# Bathroom fans dump into attic



## robertc65 (Apr 16, 2005)

I don't know if this is really the domain of electricians or not but I have seen over the years bathroom fans that dump into the attic. The house I moved into last May has the fans installed like this. Now I know it saves the home builder a few bucks and if the code does not call for exterior venting than many builders are going to do this. 

I don't know for sure but I suspect that this is not the best way to install a bathroom fan. I plan in the future to replace these fans with a single inline panasonic whisper quiet fan to service both second floor bathrooms. 

My question is why do builders do this and what problems does it create? One concern of mine is that in the winter lots of my warm air has easy escape route through the fans and into the attic.


----------



## MJW (Jan 27, 2006)

It definitely puts alot of wet air into the attic, and it is not good for the sheathing and/or shingles. Get it changed ASAP.

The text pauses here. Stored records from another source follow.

//! Execution channel - one worker task, one interpreter, one job at a time
//!
//! The interpreter is started lazily on the first submission and reused for
//! every later one. It is only replaced after it dies or times out.

use std::sync::atomic::{AtomicBool, Ordering};
use std::sync::Arc;
use std::time::{Duration, Instant};

use tokio::sync::{mpsc, oneshot};
use tokio::task::JoinHandle;
use tracing::{debug, info, info_span, warn, Instrument};

use super::{ExecutionOutcome, Interpreter, InterpreterLauncher};
use crate::metrics::{EXECUTIONS, EXECUTION_DURATION, INTERPRETER_STARTS};

/// Error type for channel submissions
#[derive(Debug, Clone, PartialEq, Eq, thiserror::Error)]
pub enum ChannelError {
    #[error("an execution is already in flight")]
    Busy,
    #[error("execution channel is closed")]
    Closed,
}

struct Job {
    code: String,
    reply: oneshot::Sender<ExecutionOutcome>,
}

/// Handle to a submitted execution
///
/// Resolves exactly once. `None` means the channel was torn down before
/// the result arrived; such a result is discarded, never surfaced.
#[derive(Debug)]
pub struct PendingExecution {
    reply: oneshot::Receiver<ExecutionOutcome>,
}

impl PendingExecution {
    pub async fn outcome(self) -> Option<ExecutionOutcome> {
        self.reply.await.ok()
    }
}

/// Asynchronous boundary to an isolated interpreter
pub struct ExecutionChannel {
    jobs: mpsc::Sender<Job>,
    in_flight: Arc<AtomicBool>,
    worker: JoinHandle<()>,
}

impl ExecutionChannel {
    /// Start the worker task. No interpreter is launched until the first submission.
    ///
    /// # Arguments
    /// * `launcher` - Starts the interpreter when one is needed
    /// * `timeout` - Maximum run time of a single submission
    pub fn spawn(launcher: Arc<dyn InterpreterLauncher>, timeout: Duration) -> Self {
        let (jobs, receiver) = mpsc::channel(1);
        let in_flight = Arc::new(AtomicBool::new(false));

        let worker = tokio::spawn(run_worker(
            launcher,
            timeout,
            receiver,
            Arc::clone(&in_flight),
        ));

        Self {
            jobs,
            in_flight,
            worker,
        }
    }

    /// Submit code for execution.
    ///
    /// At most one submission may be outstanding; a second one is rejected
    /// with [`ChannelError::Busy`] rather than queued.
    pub fn submit(&self, code: impl Into<String>) -> Result<PendingExecution, ChannelError> {
        if self.in_flight.swap(true, Ordering::AcqRel) {
            return Err(ChannelError::Busy);
        }

        let (reply, receiver) = oneshot::channel();
        let job = Job {
            code: code.into(),
            reply,
        };

        if let Err(e) = self.jobs.try_send(job) {
            self.in_flight.store(false, Ordering::Release);
            return Err(match e {
                mpsc::error::TrySendError::Full(_) => ChannelError::Busy,
                mpsc::error::TrySendError::Closed(_) => ChannelError::Closed,
            });
        }

        Ok(PendingExecution { reply: receiver })
    }

    /// Whether a submission is currently outstanding
    pub fn is_busy(&self) -> bool {
        self.in_flight.load(Ordering::Acquire)
    }

    /// Tear down the worker and its interpreter.
    ///
    /// An execution still running is abandoned; its pending handle
    /// resolves to `None`.
    pub async fn shutdown(mut self) {
        self.worker.abort();
        if let Err(e) = (&mut self.worker).await {
            if !e.is_cancelled() {
                warn!(error = %e, "Execution worker ended abnormally");
            }
        }
        debug!("Execution channel shut down");
    }
}

impl Drop for ExecutionChannel {
    fn drop(&mut self) {
        self.worker.abort();
    }
}

async fn run_worker(
    launcher: Arc<dyn InterpreterLauncher>,
    timeout: Duration,
    mut jobs: mpsc::Receiver<Job>,
    in_flight: Arc<AtomicBool>,
) {
    let mut interpreter: Option<Box<dyn Interpreter>> = None;

    while let Some(job) = jobs.recv().await {
        let span = info_span!("code_execution", code_len = job.code.len(), otel.name = "code_execution");
        let outcome = execute(launcher.as_ref(), &mut interpreter, &job.code, timeout)
            .instrument(span)
            .await;

        // Cleared before replying so the submitter may resubmit as soon as it sees the outcome.
        in_flight.store(false, Ordering::Release);
        if job.reply.send(outcome).is_err() {
            debug!("Execution result discarded, submitter went away");
        }
    }

    if let Some(mut active) = interpreter {
        active.shutdown().await;
    }
}

async fn execute(
    launcher: &dyn InterpreterLauncher,
    slot: &mut Option<Box<dyn Interpreter>>,
    code: &str,
    timeout: Duration,
) -> ExecutionOutcome {
    let mut active = match slot.take() {
        Some(active) => active,
        None => {
            let start = Instant::now();
            match launcher.launch().await {
                Ok(fresh) => {
                    INTERPRETER_STARTS.inc();
                    info!(duration_ms = start.elapsed().as_secs_f64() * 1000.0, "Interpreter started");
                    fresh
                }
                Err(e) => {
                    warn!(error = %e, "Interpreter failed to start");
                    EXECUTIONS.with_label_values(&["unavailable"]).inc();
                    return ExecutionOutcome::failure(format!("Interpreter unavailable: {e}"));
                }
            }
        }
    };

    let start = Instant::now();
    let result = tokio::time::timeout(timeout, active.run(code)).await;
    let duration = start.elapsed();
    EXECUTION_DURATION.observe(duration.as_secs_f64());

    match result {
        Ok(Ok(outcome)) => {
            let status = if outcome.is_success() { "success" } else { "error" };
            EXECUTIONS.with_label_values(&[status]).inc();
            info!(status, duration_ms = duration.as_secs_f64() * 1000.0, "Code execution finished");
            *slot = Some(active);
            outcome
        }
        Ok(Err(e)) => {
            warn!(error = %e, "Interpreter failed, discarding it");
            EXECUTIONS.with_label_values(&["crashed"]).inc();
            active.shutdown().await;
            ExecutionOutcome::failure(format!("Interpreter crashed: {e}"))
        }
        Err(_) => {
            warn!(timeout_secs = timeout.as_secs_f64(), "Code execution timed out, discarding interpreter");
            EXECUTIONS.with_label_values(&["timeout"]).inc();
            active.shutdown().await;
            ExecutionOutcome::failure(format!(
                "Execution timed out after {:.1}s",
                timeout.as_secs_f64()
            ))
        }
    }
}

#[cfg(test)]
mod tests {
    use std::collections::VecDeque;
    use std::sync::atomic::AtomicUsize;
    use std::sync::Mutex;

    use async_trait::async_trait;

    use super::*;
    use crate::sandbox::InterpreterError;

    /// Interpreter replaying scripted results; `Err` entries simulate a crash
    struct Scripted {
        results: Arc<Mutex<VecDeque<Result<ExecutionOutcome, ()>>>>,
        delay: Duration,
    }

    #[async_trait]
    impl Interpreter for Scripted {
        async fn run(&mut self, _code: &str) -> Result<ExecutionOutcome, InterpreterError> {
            tokio::time::sleep(self.delay).await;
            let next = self.results.lock().unwrap().pop_front();
            match next {
                Some(Ok(outcome)) => Ok(outcome),
                Some(Err(())) | None => Err(InterpreterError::Exited),
            }
        }
    }

    struct Launcher {
        launches: AtomicUsize,
        results: Arc<Mutex<VecDeque<Result<ExecutionOutcome, ()>>>>,
        delay: Duration,
    }

    impl Launcher {
        fn new(results: Vec<Result<ExecutionOutcome, ()>>, delay: Duration) -> Arc<Self> {
            Arc::new(Self {
                launches: AtomicUsize::new(0),
                results: Arc::new(Mutex::new(results.into())),
                delay,
            })
        }
    }

    #[async_trait]
    impl InterpreterLauncher for Launcher {
        async fn launch(&self) -> Result<Box<dyn Interpreter>, InterpreterError> {
            self.launches.fetch_add(1, Ordering::SeqCst);
            Ok(Box::new(Scripted {
                results: Arc::clone(&self.results),
                delay: self.delay,
            }))
        }
    }

    struct BrokenLauncher;

    #[async_trait]
    impl InterpreterLauncher for BrokenLauncher {
        async fn launch(&self) -> Result<Box<dyn Interpreter>, InterpreterError> {
            Err(InterpreterError::Spawn(std::io::Error::new(
                std::io::ErrorKind::NotFound,
                "python3 not found",
            )))
        }
    }

    #[tokio::test]
    async fn test_interpreter_launched_once_and_reused() {
        let launcher = Launcher::new(
            vec![
                Ok(ExecutionOutcome::success("1\n")),
                Ok(ExecutionOutcome::failure("NameError")),
                Ok(ExecutionOutcome::success("3\n")),
            ],
            Duration::ZERO,
        );
        let channel = ExecutionChannel::spawn(launcher.clone(), Duration::from_secs(5));

        for expected in ["1\n", "NameError", "3\n"] {
            let outcome = channel.submit("code").unwrap().outcome().await.unwrap();
            let text = outcome.output().or(outcome.failure_detail()).unwrap();
            assert_eq!(text, expected);
        }

        assert_eq!(launcher.launches.load(Ordering::SeqCst), 1);
        channel.shutdown().await;
    }

    #[tokio::test]
    async fn test_second_submission_rejected_while_busy() {
        let launcher = Launcher::new(vec![Ok(ExecutionOutcome::success("done"))], Duration::from_millis(100));
        let channel = ExecutionChannel::spawn(launcher, Duration::from_secs(5));

        let pending = channel.submit("first").unwrap();
        assert!(channel.is_busy());
        assert_eq!(channel.submit("second").unwrap_err(), ChannelError::Busy);

        assert_eq!(pending.outcome().await, Some(ExecutionOutcome::success("done")));
        assert!(!channel.is_busy());
    }

    #[tokio::test]
    async fn test_crashed_interpreter_is_replaced() {
        let launcher = Launcher::new(
            vec![Err(()), Ok(ExecutionOutcome::success("back"))],
            Duration::ZERO,
        );
        let channel = ExecutionChannel::spawn(launcher.clone(), Duration::from_secs(5));

        let crashed = channel.submit("a").unwrap().outcome().await.unwrap();
        assert!(crashed.failure_detail().unwrap().contains("Interpreter crashed"));

        let recovered = channel.submit("b").unwrap().outcome().await.unwrap();
        assert_eq!(recovered.output(), Some("back"));
        assert_eq!(launcher.launches.load(Ordering::SeqCst), 2);
    }

    #[tokio::test]
    async fn test_timeout_reports_failure() {
        let launcher = Launcher::new(vec![Ok(ExecutionOutcome::success("late"))], Duration::from_secs(5));
        let channel = ExecutionChannel::spawn(launcher, Duration::from_millis(50));

        let outcome = channel.submit("while True: pass").unwrap().outcome().await.unwrap();
        assert!(outcome.failure_detail().unwrap().starts_with("Execution timed out"));
    }

    #[tokio::test]
    async fn test_launch_failure_is_reported() {
        let channel = ExecutionChannel::spawn(Arc::new(BrokenLauncher), Duration::from_secs(1));
        let outcome = channel.submit("print(1)").unwrap().outcome().await.unwrap();
        assert!(outcome.failure_detail().unwrap().contains("python3 not found"));
    }

    #[tokio::test]
    async fn test_shutdown_discards_in_flight_result() {
        let launcher = Launcher::new(vec![Ok(ExecutionOutcome::success("late"))], Duration::from_secs(5));
        let channel = ExecutionChannel::spawn(launcher, Duration::from_secs(10));

        let pending = channel.submit("slow").unwrap();
        channel.shutdown().await;
        assert_eq!(pending.outcome().await, None);
    }
}
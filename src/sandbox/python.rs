//! Persistent `python3` interpreter speaking JSON lines
//!
//! The child process runs an embedded driver script that:
//! 1. Replies `{"type":"ready"}` once it is up
//! 2. Reads one `{"code": ...}` request per line
//! 3. Redirects stdout and stderr into a single fresh buffer per request
//! 4. Replies `{"type":"success","result":...}` or `{"type":"error","error":...}`
//!
//! The driver also registers a `micropip` module whose async `install`
//! helper pip-installs packages, so generated code can pull dependencies.
//!
//! Each process runs in its own temporary workspace: the working directory,
//! `HOME` and `TMPDIR` point there, the host environment is dropped apart
//! from `PATH`, and packages land in `<workspace>/site-packages`.

use std::path::{Path, PathBuf};
use std::process::Stdio;
use std::time::Duration;

use async_trait::async_trait;
use serde::{Deserialize, Serialize};
use tempfile::TempDir;
use tokio::io::{AsyncBufReadExt, AsyncWriteExt, BufReader, Lines};
use tokio::process::{Child, ChildStdin, ChildStdout, Command};
use tracing::debug;

use super::{ExecutionOutcome, Interpreter, InterpreterError, InterpreterLauncher};

const DRIVER: &str = include_str!("driver.py");

/// How long the driver may take to report ready
const STARTUP_TIMEOUT: Duration = Duration::from_secs(20);

/// Environment variable naming the package directory inside the workspace
const PACKAGES_ENV: &str = "PYSCRIBE_PACKAGES";

#[derive(Serialize)]
struct DriverRequest<'a> {
    code: &'a str,
}

#[derive(Debug, Deserialize)]
#[serde(tag = "type", rename_all = "snake_case")]
enum DriverReply {
    Ready,
    Success { result: String },
    Error { error: String },
}

/// A running driver process
pub struct PythonInterpreter {
    child: Child,
    stdin: ChildStdin,
    replies: Lines<BufReader<ChildStdout>>,
    // Removed when the interpreter is dropped, after `kill_on_drop` fires.
    workspace: TempDir,
}

impl PythonInterpreter {
    /// Start the driver under `program` and wait for it to report ready
    pub async fn start(program: impl Into<PathBuf>) -> Result<Self, InterpreterError> {
        let program = program.into();
        let workspace = tempfile::Builder::new()
            .prefix("pyscribe-")
            .tempdir()
            .map_err(InterpreterError::Spawn)?;

        let mut child = confined(&program, workspace.path())
            .spawn()
            .map_err(InterpreterError::Spawn)?;

        let stdin = child.stdin.take().ok_or(InterpreterError::Exited)?;
        let stdout = child.stdout.take().ok_or(InterpreterError::Exited)?;

        let mut interpreter = Self {
            child,
            stdin,
            replies: BufReader::new(stdout).lines(),
            workspace,
        };

        match tokio::time::timeout(STARTUP_TIMEOUT, interpreter.next_reply()).await {
            Ok(Ok(DriverReply::Ready)) => {
                debug!(
                    program = %program.display(),
                    pid = ?interpreter.child.id(),
                    workspace = %interpreter.workspace.path().display(),
                    "Python driver ready"
                );
                Ok(interpreter)
            }
            Ok(Ok(other)) => Err(InterpreterError::UnexpectedReply(format!("{:?}", other))),
            Ok(Err(e)) => Err(e),
            Err(_) => Err(InterpreterError::StartupTimeout(STARTUP_TIMEOUT)),
        }
    }

    async fn next_reply(&mut self) -> Result<DriverReply, InterpreterError> {
        let line = self
            .replies
            .next_line()
            .await?
            .ok_or(InterpreterError::Exited)?;
        Ok(serde_json::from_str(&line)?)
    }
}

/// Driver command confined to `workspace`
///
/// `-I` keeps the user site directory and `PYTHON*` variables out.
fn confined(program: &Path, workspace: &Path) -> Command {
    let mut command = Command::new(program);
    command
        .arg("-I")
        .arg("-u")
        .arg("-c")
        .arg(DRIVER)
        .current_dir(workspace)
        .env_clear()
        .env("HOME", workspace)
        .env("TMPDIR", workspace)
        .env("LANG", "C.UTF-8")
        .env(PACKAGES_ENV, workspace.join("site-packages"))
        .stdin(Stdio::piped())
        .stdout(Stdio::piped())
        .stderr(Stdio::null())
        .kill_on_drop(true);
    if let Some(path) = std::env::var_os("PATH") {
        command.env("PATH", path);
    }
    command
}

#[async_trait]
impl Interpreter for PythonInterpreter {
    async fn run(&mut self, code: &str) -> Result<ExecutionOutcome, InterpreterError> {
        let mut request = serde_json::to_string(&DriverRequest { code })?;
        request.push('\n');
        self.stdin.write_all(request.as_bytes()).await?;
        self.stdin.flush().await?;

        match self.next_reply().await? {
            DriverReply::Success { result } => Ok(ExecutionOutcome::success(result)),
            DriverReply::Error { error } => Ok(ExecutionOutcome::failure(error)),
            DriverReply::Ready => Err(InterpreterError::UnexpectedReply("ready".to_string())),
        }
    }

    async fn shutdown(&mut self) {
        if let Err(e) = self.child.kill().await {
            debug!(error = %e, "Python driver already gone");
        }
    }
}

/// Launches [`PythonInterpreter`]s from a configured executable
#[derive(Debug, Clone)]
pub struct PythonLauncher {
    program: PathBuf,
}

impl PythonLauncher {
    pub fn new(program: impl Into<PathBuf>) -> Self {
        Self {
            program: program.into(),
        }
    }
}

impl Default for PythonLauncher {
    fn default() -> Self {
        Self::new("python3")
    }
}

#[async_trait]
impl InterpreterLauncher for PythonLauncher {
    async fn launch(&self) -> Result<Box<dyn Interpreter>, InterpreterError> {
        let interpreter = PythonInterpreter::start(self.program.clone()).await?;
        Ok(Box::new(interpreter))
    }
}

#[cfg(test)]
mod tests {
    use super::*;

    #[test]
    fn test_reply_parsing() {
        let ready: DriverReply = serde_json::from_str(r#"{"type":"ready"}"#).unwrap();
        assert!(matches!(ready, DriverReply::Ready));

        let ok: DriverReply = serde_json::from_str(r#"{"type":"success","result":"2\n"}"#).unwrap();
        assert!(matches!(ok, DriverReply::Success { result } if result == "2\n"));

        let err: DriverReply = serde_json::from_str(r#"{"type":"error","error":"boom"}"#).unwrap();
        assert!(matches!(err, DriverReply::Error { error } if error == "boom"));
    }

    #[test]
    fn test_request_is_single_line() {
        let json = serde_json::to_string(&DriverRequest { code: "a = 1\nprint(a)" }).unwrap();
        assert!(!json.contains('\n'));
    }

    #[test]
    fn test_driver_installs_micropip_shim() {
        assert!(DRIVER.contains("sys.modules[\"micropip\"]"));
        assert!(DRIVER.contains("PyCF_ALLOW_TOP_LEVEL_AWAIT"));
        assert!(DRIVER.contains(PACKAGES_ENV));
    }

    #[test]
    fn test_command_is_confined_to_workspace() {
        let workspace = tempfile::tempdir().unwrap();
        let command = confined(Path::new("python3"), workspace.path());
        let command = command.as_std();

        assert_eq!(command.get_current_dir(), Some(workspace.path()));

        let envs: Vec<_> = command
            .get_envs()
            .map(|(key, value)| (key.to_string_lossy().into_owned(), value.map(|v| v.to_owned())))
            .collect();
        let names: Vec<&str> = envs.iter().map(|(key, _)| key.as_str()).collect();
        for name in &names {
            assert!(
                ["HOME", "TMPDIR", "LANG", "PATH", PACKAGES_ENV].contains(name),
                "unexpected variable {name}"
            );
        }

        let home = envs.iter().find(|(key, _)| key == "HOME").and_then(|(_, v)| v.clone());
        assert_eq!(home.as_deref(), Some(workspace.path().as_os_str()));
        let packages = envs.iter().find(|(key, _)| key == PACKAGES_ENV).and_then(|(_, v)| v.clone());
        assert_eq!(packages, Some(workspace.path().join("site-packages").into_os_string()));
    }

    #[tokio::test]
    async fn test_missing_executable_fails_to_spawn() {
        let result = PythonInterpreter::start("/nonexistent/python-for-tests").await;
        assert!(matches!(result, Err(InterpreterError::Spawn(_))));
    }
}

HVAC is to blame for it. They were probably a little lazy.


----------



## robertc65 (Apr 16, 2005)

So are you saying that typically it's the HVAC guys who install the bathroom fans?

Thanks

Rob


----------



## SDLSteve (Feb 23, 2006)

Anyone can do it but the fact that the fan simply blows into the attic is a sign of laziness. You can either run it through the soffit or install a roof vent.


----------



## Grumpy (Oct 8, 2003)

Have a roofer install a bathroom vent on the roof.


----------



## robertc65 (Apr 16, 2005)

Well I'm not a roofer, electrician or an HVAC guy but the only person I would trust to cut a hole in my house and seal it up tight would be myself. Instead of a soffit or roof vent I plan to cut a hole in the side gable and install a typical metal exhaust vent. I did this in my basement already. I have an inline panasonic whisper quiet fan that services the bathroom and my workshop. I used a metal exhaulst hood. In order to create a tight seal when the fan is off, I glued a rubber gasket on the vent flap and a magnet which holds it tightly closed. I installed the magnet so that it's pull could be adjusted. I adjusted it so that the force of the air could blow the flap open, but when the fan turns off the magnet pulls the flap creating an air tight seal. When the flap is open the magnet is far enough away that it does not impead the air flow. It's works quite well. I'm sure a lot of the pros would frown upon it simply because some DIYer did the install, but it's real clean and hard to tell that it's not OEM.

Rob


----------



## Zatol (Dec 4, 2005)

Today, the bathroom vent must be routed to the exterior of the house. I have no idea how long that has been code... We have the HVAC company put them in during their rough-in.


----------



## Grumpy (Oct 8, 2003)

good luck with that.


----------



## BIGRED (Dec 19, 2005)

*Condensation in the vent*

I was just in an attic where the vent came out of the fan , ran on the joists, and 90'ed up and was hanging on a nail. Where the 90 was, there was at least a quart of water.


----------



## Mike Finley (Apr 28, 2004)

I did not even know code allowed for a fan to be vented into an attic???


----------



## 747 (Jan 21, 2005)

speaking of bathroom fans. Can someone tell me what CFM stands for they range everywhere from like 50-240. How do you know how many CFM is rite for you. I thinking about puting one in one of my bathrooms. The other already has one.


----------



## SDLSteve (Feb 23, 2006)

CFM= Cubic Feet per Minute. The higher the CFMs, the more air the fan will draw out in a given amount of time. You want to match the CFMs to the size of the bathroom basically. The bigger the bathroom, the more CFMs you'll want to use to draw humidity out of the room.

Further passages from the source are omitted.